### EXERCISE AIM
Would you restate the entries below exactly, keeping every line?

=-=-=

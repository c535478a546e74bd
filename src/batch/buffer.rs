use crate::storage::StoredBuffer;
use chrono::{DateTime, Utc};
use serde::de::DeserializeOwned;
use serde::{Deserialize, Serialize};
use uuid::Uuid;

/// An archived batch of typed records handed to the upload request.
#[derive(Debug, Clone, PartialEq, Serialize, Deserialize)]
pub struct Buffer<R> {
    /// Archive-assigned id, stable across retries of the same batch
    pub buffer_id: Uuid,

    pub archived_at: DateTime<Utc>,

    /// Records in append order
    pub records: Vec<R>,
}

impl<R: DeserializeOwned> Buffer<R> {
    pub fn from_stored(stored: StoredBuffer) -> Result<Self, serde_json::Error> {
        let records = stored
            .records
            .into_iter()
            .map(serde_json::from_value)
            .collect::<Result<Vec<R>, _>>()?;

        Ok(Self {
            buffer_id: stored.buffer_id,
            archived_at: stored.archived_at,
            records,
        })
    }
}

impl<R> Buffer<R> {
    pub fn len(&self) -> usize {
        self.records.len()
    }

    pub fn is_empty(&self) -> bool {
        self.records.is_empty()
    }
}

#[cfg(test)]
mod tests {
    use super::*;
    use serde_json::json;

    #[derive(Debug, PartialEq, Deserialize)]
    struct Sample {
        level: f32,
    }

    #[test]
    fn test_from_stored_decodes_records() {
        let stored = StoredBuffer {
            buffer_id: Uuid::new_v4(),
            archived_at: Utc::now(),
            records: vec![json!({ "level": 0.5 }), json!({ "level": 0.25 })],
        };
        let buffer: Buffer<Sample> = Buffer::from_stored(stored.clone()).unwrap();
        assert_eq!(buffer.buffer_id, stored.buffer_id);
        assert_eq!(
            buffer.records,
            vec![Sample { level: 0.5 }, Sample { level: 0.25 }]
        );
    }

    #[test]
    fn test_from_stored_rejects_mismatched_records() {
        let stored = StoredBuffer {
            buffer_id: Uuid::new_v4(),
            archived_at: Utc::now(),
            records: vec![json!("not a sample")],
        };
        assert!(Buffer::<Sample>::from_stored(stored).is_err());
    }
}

=-=-=

### RESULT FOR THIS EXERCISE
repository c535478a546e74bd
filename src/batch/buffer.rs
use crate::storage::StoredBuffer;
use chrono::{DateTime, Utc};
use serde::de::DeserializeOwned;
use serde::{Deserialize, Serialize};
use uuid::Uuid;

/// An archived batch of typed records handed to the upload request.
#[derive(Debug, Clone, PartialEq, Serialize, Deserialize)]
pub struct Buffer<R> {
    /// Archive-assigned id, stable across retries of the same batch
    pub buffer_id: Uuid,

    pub archived_at: DateTime<Utc>,

    /// Records in append order
    pub records: Vec<R>,
}

impl<R: DeserializeOwned> Buffer<R> {
    pub fn from_stored(stored: StoredBuffer) -> Result<Self, serde_json::Error> {
        let records = stored
            .records
            .into_iter()
            .map(serde_json::from_value)
            .collect::<Result<Vec<R>, _>>()?;

        Ok(Self {
            buffer_id: stored.buffer_id,
            archived_at: stored.archived_at,
            records,
        })
    }
}

impl<R> Buffer<R> {
    pub fn len(&self) -> usize {
        self.records.len()
    }

    pub fn is_empty(&self) -> bool {
        self.records.is_empty()
    }
}

#[cfg(test)]
mod tests {
    use super::*;
    use serde_json::json;

    #[derive(Debug, PartialEq, Deserialize)]
    struct Sample {
        level: f32,
    }

    #[test]
    fn test_from_stored_decodes_records() {
        let stored = StoredBuffer {
            buffer_id: Uuid::new_v4(),
            archived_at: Utc::now(),
            records: vec![json!({ "level": 0.5 }), json!({ "level": 0.25 })],
        };
        let buffer: Buffer<Sample> = Buffer::from_stored(stored.clone()).unwrap();
        assert_eq!(buffer.buffer_id, stored.buffer_id);
        assert_eq!(
            buffer.records,
            vec![Sample { level: 0.5 }, Sample { level: 0.25 }]
        );
    }

    #[test]
    fn test_from_stored_rejects_mismatched_records() {
        let stored = StoredBuffer {
            buffer_id: Uuid::new_v4(),
            archived_at: Utc::now(),
            records: vec![json!("not a sample")],
        };
        assert!(Buffer::<Sample>::from_stored(stored).is_err());
    }
}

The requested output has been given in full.